Task requirements
Every line below that holds "cancellation" must be copied.

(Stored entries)
....
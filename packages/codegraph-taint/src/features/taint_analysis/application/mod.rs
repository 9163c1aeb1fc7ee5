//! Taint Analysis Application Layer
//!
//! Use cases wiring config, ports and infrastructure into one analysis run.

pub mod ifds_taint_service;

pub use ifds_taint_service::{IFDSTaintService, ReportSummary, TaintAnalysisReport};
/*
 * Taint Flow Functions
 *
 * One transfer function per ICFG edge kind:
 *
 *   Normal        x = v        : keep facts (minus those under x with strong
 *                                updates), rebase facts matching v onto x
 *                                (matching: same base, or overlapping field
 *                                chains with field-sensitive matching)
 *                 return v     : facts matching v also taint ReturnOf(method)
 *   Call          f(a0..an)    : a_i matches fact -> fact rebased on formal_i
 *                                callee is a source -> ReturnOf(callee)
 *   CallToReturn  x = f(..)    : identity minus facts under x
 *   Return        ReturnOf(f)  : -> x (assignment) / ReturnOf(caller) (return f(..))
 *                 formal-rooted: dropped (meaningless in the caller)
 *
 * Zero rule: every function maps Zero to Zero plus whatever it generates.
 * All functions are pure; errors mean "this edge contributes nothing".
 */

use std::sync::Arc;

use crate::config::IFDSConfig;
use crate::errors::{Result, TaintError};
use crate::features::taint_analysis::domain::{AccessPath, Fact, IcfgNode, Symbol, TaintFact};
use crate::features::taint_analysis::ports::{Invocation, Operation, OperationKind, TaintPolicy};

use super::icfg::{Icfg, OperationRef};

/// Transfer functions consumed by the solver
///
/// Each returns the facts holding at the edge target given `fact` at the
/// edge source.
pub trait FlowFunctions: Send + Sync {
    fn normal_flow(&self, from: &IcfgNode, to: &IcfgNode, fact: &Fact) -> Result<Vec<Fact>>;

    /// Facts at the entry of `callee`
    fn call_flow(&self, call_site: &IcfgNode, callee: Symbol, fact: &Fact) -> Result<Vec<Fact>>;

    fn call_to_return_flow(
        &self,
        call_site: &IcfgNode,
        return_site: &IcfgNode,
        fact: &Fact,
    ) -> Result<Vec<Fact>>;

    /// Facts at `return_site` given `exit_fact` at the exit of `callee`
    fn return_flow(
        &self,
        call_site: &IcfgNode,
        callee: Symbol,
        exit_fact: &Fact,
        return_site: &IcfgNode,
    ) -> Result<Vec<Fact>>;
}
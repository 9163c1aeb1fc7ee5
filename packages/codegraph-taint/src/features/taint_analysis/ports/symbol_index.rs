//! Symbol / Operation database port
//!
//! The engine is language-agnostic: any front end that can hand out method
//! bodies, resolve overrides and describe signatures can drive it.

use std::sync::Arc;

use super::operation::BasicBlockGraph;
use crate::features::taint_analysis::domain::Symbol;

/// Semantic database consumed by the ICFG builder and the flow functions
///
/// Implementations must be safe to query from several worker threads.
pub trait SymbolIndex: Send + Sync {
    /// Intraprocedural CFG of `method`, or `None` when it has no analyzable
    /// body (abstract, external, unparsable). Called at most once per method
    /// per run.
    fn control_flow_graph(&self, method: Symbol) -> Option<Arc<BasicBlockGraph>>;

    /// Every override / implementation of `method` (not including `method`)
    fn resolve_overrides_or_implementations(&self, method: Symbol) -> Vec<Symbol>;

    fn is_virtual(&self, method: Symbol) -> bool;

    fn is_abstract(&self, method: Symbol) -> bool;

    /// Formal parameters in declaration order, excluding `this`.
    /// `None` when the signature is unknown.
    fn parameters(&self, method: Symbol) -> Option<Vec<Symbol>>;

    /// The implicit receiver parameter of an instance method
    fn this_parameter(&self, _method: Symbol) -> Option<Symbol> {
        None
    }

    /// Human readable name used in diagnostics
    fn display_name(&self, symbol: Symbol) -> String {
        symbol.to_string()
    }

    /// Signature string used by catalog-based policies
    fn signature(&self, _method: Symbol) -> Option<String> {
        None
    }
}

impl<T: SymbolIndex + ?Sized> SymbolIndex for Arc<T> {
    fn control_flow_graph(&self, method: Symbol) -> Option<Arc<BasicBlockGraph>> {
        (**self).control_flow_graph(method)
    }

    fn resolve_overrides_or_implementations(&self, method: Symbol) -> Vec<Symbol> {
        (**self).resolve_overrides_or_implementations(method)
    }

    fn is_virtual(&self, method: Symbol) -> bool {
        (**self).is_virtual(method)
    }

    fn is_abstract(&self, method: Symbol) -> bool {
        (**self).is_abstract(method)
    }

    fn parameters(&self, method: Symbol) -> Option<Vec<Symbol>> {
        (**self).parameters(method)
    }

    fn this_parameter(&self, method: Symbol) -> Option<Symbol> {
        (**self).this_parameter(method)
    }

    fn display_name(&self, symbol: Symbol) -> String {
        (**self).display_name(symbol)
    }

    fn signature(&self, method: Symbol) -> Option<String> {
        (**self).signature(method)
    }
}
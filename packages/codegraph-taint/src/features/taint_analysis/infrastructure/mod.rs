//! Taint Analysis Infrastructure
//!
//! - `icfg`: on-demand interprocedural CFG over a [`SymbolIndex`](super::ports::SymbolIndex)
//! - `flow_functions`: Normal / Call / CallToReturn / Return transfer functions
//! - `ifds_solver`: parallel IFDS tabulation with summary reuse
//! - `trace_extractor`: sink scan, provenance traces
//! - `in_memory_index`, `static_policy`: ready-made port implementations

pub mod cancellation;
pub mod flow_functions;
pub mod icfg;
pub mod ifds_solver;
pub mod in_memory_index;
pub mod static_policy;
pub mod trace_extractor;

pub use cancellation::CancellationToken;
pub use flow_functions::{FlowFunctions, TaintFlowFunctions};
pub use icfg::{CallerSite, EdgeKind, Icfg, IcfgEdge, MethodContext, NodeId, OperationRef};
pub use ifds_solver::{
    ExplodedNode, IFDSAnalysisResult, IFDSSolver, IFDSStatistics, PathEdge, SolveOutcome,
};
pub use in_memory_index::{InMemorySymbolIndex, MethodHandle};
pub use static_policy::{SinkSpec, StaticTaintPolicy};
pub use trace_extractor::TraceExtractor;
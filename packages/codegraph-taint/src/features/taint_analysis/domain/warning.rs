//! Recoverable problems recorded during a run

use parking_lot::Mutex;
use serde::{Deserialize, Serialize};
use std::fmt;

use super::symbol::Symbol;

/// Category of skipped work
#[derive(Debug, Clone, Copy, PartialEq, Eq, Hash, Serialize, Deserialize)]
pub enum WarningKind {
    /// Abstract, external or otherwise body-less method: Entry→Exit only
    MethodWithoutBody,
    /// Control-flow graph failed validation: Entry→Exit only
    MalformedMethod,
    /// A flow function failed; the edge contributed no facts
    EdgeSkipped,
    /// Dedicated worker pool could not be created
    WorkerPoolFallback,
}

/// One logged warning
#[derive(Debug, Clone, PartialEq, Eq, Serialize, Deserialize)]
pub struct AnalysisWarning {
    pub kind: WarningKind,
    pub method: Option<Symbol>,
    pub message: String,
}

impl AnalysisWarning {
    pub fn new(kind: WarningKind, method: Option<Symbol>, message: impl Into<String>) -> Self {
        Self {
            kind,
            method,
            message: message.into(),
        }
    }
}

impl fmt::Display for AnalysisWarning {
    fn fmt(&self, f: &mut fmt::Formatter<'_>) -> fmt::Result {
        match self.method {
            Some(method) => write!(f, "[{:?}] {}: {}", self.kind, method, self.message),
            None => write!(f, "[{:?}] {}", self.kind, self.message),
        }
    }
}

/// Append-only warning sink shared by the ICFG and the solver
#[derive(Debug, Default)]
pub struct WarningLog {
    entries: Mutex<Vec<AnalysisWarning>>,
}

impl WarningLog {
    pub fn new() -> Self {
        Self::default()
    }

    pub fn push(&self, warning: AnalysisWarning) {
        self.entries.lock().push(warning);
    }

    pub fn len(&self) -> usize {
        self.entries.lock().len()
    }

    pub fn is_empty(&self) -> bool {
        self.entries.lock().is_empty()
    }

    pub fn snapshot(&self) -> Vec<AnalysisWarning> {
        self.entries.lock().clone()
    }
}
....
Your solution
pub mod cancellation;
pub use cancellation::CancellationToken;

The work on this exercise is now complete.